ASSIGNMENT
Search the records below for the word "impl" and show every line where it occurs.

*** Opening MATERIAL SHOWN ***

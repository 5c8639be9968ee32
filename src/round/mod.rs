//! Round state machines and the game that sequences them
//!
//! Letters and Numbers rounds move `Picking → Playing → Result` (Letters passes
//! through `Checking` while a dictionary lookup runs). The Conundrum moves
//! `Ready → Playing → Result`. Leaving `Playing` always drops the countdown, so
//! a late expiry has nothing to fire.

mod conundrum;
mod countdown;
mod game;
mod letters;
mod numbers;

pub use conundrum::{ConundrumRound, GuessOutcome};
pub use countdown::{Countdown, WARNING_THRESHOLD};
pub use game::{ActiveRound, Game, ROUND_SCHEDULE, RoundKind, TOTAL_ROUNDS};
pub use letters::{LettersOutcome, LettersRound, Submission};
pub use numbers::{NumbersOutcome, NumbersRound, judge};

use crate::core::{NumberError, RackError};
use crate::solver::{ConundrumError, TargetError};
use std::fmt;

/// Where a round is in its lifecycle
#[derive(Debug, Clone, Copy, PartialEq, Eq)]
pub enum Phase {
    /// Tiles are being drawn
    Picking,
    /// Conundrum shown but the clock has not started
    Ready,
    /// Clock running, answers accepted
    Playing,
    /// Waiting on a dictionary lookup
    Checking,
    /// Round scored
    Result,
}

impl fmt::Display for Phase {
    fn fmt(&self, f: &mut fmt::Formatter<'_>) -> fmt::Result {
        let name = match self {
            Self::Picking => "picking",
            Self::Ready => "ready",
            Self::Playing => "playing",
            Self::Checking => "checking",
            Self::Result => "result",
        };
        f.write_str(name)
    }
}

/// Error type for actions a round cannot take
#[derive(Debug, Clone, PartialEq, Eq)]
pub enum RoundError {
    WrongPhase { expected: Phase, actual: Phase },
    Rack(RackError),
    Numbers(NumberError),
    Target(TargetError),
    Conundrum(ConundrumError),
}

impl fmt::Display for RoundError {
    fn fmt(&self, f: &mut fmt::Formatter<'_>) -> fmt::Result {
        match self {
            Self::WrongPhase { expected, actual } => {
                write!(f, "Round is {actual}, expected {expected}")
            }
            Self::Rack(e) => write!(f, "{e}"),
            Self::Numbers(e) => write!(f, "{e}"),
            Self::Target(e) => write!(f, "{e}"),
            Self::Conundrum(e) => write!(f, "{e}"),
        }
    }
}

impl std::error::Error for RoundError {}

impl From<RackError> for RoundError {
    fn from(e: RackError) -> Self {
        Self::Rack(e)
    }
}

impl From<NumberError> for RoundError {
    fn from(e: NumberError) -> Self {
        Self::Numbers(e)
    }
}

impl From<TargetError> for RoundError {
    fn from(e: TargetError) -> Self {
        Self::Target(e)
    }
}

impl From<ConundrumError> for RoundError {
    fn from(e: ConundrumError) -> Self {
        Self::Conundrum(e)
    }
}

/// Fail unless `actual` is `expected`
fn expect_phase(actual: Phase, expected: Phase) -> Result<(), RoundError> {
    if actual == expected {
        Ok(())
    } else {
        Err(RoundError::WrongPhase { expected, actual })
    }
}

*** Closing MATERIAL SHOWN ***

ANSWER BELOW
impl fmt::Display for Phase {
impl fmt::Display for RoundError {
impl std::error::Error for RoundError {}
impl From<RackError> for RoundError {
impl From<NumberError> for RoundError {
impl From<TargetError> for RoundError {
impl From<ConundrumError> for RoundError {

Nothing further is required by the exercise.